Psychosocial Changes
Loss
• Loss includes loss of functional ability, decreased self-image, and death of significant others (family members, friends, or pets).
• Loss is a universal, incontestable event of the human experience.
• Regardless of the loss, each event has the potential to cause grief and the process called bereavement or mourning.
• Grief is an individual response and is different depending on social and cultural norms.
• Losses may be compounded (e.g., relocation, loss of support network, economic changes, and/or role changes), causing bereavement overload.
o Losses can make the older adult prone to emotional and mental stress, depression, and substance abuse.
Nursing Assessment
1. Any loss or losses
2. The older adult’s day-to-day functioning (eating and sleeping and work or social patterns).

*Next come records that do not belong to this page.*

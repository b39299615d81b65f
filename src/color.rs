//! Color values: parsing, interpolation and SVG serialization.

use std::fmt;
use std::str::FromStr;

use serde::{Deserialize, Serialize};

/// A color value as used in fills, strokes and scale stops
#[derive(Debug, Clone, Copy, PartialEq, Eq, Hash, Serialize, Deserialize)]
#[serde(try_from = "String", into = "String")]
pub enum Color {
    /// No paint
    None,
    Rgb { r: u8, g: u8, b: u8 },
}

/// Error parsing a color string
#[derive(Debug, Clone, PartialEq, thiserror::Error)]
#[error("invalid color: {0:?}")]
pub struct ColorParseError(pub String);

impl Color {
    pub const BLACK: Color = Color::rgb(0, 0, 0);
    pub const WHITE: Color = Color::rgb(255, 255, 255);

    pub const fn rgb(r: u8, g: u8, b: u8) -> Self {
        Color::Rgb { r, g, b }
    }

    /// Parse a color from a string (`#rgb`, `#rrggbb`, `rgb(r,g,b)`, a CSS
    /// named color, or `none`)
    pub fn parse(s: &str) -> Result<Self, ColorParseError> {
        let s = s.trim();
        if s.eq_ignore_ascii_case("none") || s.eq_ignore_ascii_case("transparent") {
            return Ok(Color::None);
        }

        if let Some(inner) = s.strip_prefix("rgb(").and_then(|s| s.strip_suffix(')')) {
            let parts: Vec<&str> = inner.split(',').collect();
            if parts.len() == 3 {
                if let (Ok(r), Ok(g), Ok(b)) = (
                    parts[0].trim().parse::<u8>(),
                    parts[1].trim().parse::<u8>(),
                    parts[2].trim().parse::<u8>(),
                ) {
                    return Ok(Color::rgb(r, g, b));
                }
            }
            return Err(ColorParseError(s.to_string()));
        }

        if let Some(hex) = s.strip_prefix('#') {
            return parse_hex(hex).ok_or_else(|| ColorParseError(s.to_string()));
        }

        named(&s.to_ascii_lowercase()).ok_or_else(|| ColorParseError(s.to_string()))
    }

    /// Interpolate in RGB space; `t` is clamped to `[0, 1]`.
    ///
    /// Interpolating toward or away from `None` yields the other endpoint.
    pub fn mix(self, other: Color, t: f64) -> Color {
        let t = t.clamp(0.0, 1.0);
        match (self, other) {
            (Color::Rgb { r: r0, g: g0, b: b0 }, Color::Rgb { r: r1, g: g1, b: b1 }) => {
                let ch = |a: u8, b: u8| (a as f64 + (b as f64 - a as f64) * t).round() as u8;
                Color::rgb(ch(r0, r1), ch(g0, g1), ch(b0, b1))
            }
            (Color::None, c) | (c, Color::None) => c,
        }
    }

    /// Serialize for an SVG paint attribute
    pub fn to_svg(self) -> String {
        self.to_string()
    }
}

fn parse_hex(hex: &str) -> Option<Color> {
    let digit = |s: &str| u8::from_str_radix(s, 16).ok();
    match hex.len() {
        6 => Some(Color::rgb(
            digit(&hex[0..2])?,
            digit(&hex[2..4])?,
            digit(&hex[4..6])?,
        )),
        // Expand 3-digit hex: #abc -> #aabbcc
        3 => Some(Color::rgb(
            digit(&hex[0..1])? * 17,
            digit(&hex[1..2])? * 17,
            digit(&hex[2..3])? * 17,
        )),
        _ => None,
    }
}

fn named(name: &str) -> Option<Color> {
    let (r, g, b) = match name {
        "black" => (0, 0, 0),
        "white" => (255, 255, 255),
        "red" => (255, 0, 0),
        "green" => (0, 128, 0),
        "blue" => (0, 0, 255),
        "yellow" => (255, 255, 0),
        "cyan" => (0, 255, 255),
        "magenta" => (255, 0, 255),
        "orange" => (255, 165, 0),
        "purple" => (128, 0, 128),
        "brown" => (165, 42, 42),
        "pink" => (255, 192, 203),
        "gray" | "grey" => (128, 128, 128),
        "lightgray" | "lightgrey" => (211, 211, 211),
        "darkgray" | "darkgrey" => (169, 169, 169),
        "silver" => (192, 192, 192),
        "navy" => (0, 0, 128),
        "teal" => (0, 128, 128),
        "steelblue" => (70, 130, 180),
        _ => return None,
    };
    Some(Color::rgb(r, g, b))
}

impl fmt::Display for Color {
    fn fmt(&self, f: &mut fmt::Formatter<'_>) -> fmt::Result {
        match self {
            Color::None => write!(f, "none"),
            Color::Rgb { r, g, b } => write!(f, "#{:02x}{:02x}{:02x}", r, g, b),
        }
    }
}

impl FromStr for Color {
    type Err = ColorParseError;

    fn from_str(s: &str) -> Result<Self, Self::Err> {
        Color::parse(s)
    }
}

impl TryFrom<String> for Color {
    type Error = ColorParseError;

    fn try_from(s: String) -> Result<Self, Self::Error> {
        Color::parse(&s)
    }
}

impl From<Color> for String {
    fn from(c: Color) -> String {
        c.to_string()
    }
}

3. Level of depression and suicide risk
4. The support system in place to assist with loss
5. Ability to express emotions related to the loss or losses
6. Any feelings of uselessness and nonparticipation in social events
7. Any loss of income that affects health care needs and quality of life
8. New or increased alcohol consumption on a daily or weekly basis
9. Past coping styles used with past losses
Nursing Plans & Interventions
A. If needed, refer to grief counseling or a support group.
B. Encourage activities that allow the individual to use past coping strategies that will promote a feeling of self-worth and increased self-esteem.
C. Encourage the individual to share his or her feelings.
D. Encourage socialization with family peers and reminiscing about significant life experiences.
HESI Hint
Think about how the following situations affect the clients and discuss the nursing care for each:
• A nursing supervisor has a stroke and is sent to a long-term facility for rehabilitation.
• An oil company executive retires after 42 years with the company and travels in his recreational vehicle with his wife and dog.
• Shortly after their 60th wedding anniversary, a man’s wife has a cerebrovascular accident and is paralyzed.
Health Maintenance & Preventative Care
Nursing Plans & Interventions
• Encourage periodic health appraisal and counseling to prevent illness.